_Problem requirements:_ From first line to last, the records below are to be duplicated exactly.

(Stored data entries)

---+---

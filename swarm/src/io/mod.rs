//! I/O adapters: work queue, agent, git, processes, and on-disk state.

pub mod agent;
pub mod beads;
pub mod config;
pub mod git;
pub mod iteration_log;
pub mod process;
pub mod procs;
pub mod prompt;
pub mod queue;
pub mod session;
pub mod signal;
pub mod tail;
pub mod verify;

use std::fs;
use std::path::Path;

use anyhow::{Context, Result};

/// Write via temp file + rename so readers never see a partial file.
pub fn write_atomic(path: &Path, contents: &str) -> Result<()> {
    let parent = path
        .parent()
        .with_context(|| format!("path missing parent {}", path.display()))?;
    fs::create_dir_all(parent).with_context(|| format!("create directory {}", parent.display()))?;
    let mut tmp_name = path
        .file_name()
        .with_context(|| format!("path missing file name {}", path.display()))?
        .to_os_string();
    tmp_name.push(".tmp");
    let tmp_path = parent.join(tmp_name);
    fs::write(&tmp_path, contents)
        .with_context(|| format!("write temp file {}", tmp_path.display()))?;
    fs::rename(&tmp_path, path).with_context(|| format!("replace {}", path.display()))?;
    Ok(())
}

---+---

_Your solution:_
filename swarm/src/io/mod.rs
//! I/O adapters: work queue, agent, git, processes, and on-disk state.

pub mod agent;
pub mod beads;
pub mod config;
pub mod git;
pub mod iteration_log;
pub mod process;
pub mod procs;
pub mod prompt;
pub mod queue;
pub mod session;
pub mod signal;
pub mod tail;
pub mod verify;

use std::fs;
use std::path::Path;

use anyhow::{Context, Result};

/// Write via temp file + rename so readers never see a partial file.
pub fn write_atomic(path: &Path, contents: &str) -> Result<()> {
    let parent = path
        .parent()
        .with_context(|| format!("path missing parent {}", path.display()))?;
    fs::create_dir_all(parent).with_context(|| format!("create directory {}", parent.display()))?;
    let mut tmp_name = path
        .file_name()
        .with_context(|| format!("path missing file name {}", path.display()))?
        .to_os_string();
    tmp_name.push(".tmp");
    let tmp_path = parent.join(tmp_name);
    fs::write(&tmp_path, contents)
        .with_context(|| format!("write temp file {}", tmp_path.display()))?;
    fs::rename(&tmp_path, path).with_context(|| format!("replace {}", path.display()))?;
    Ok(())
}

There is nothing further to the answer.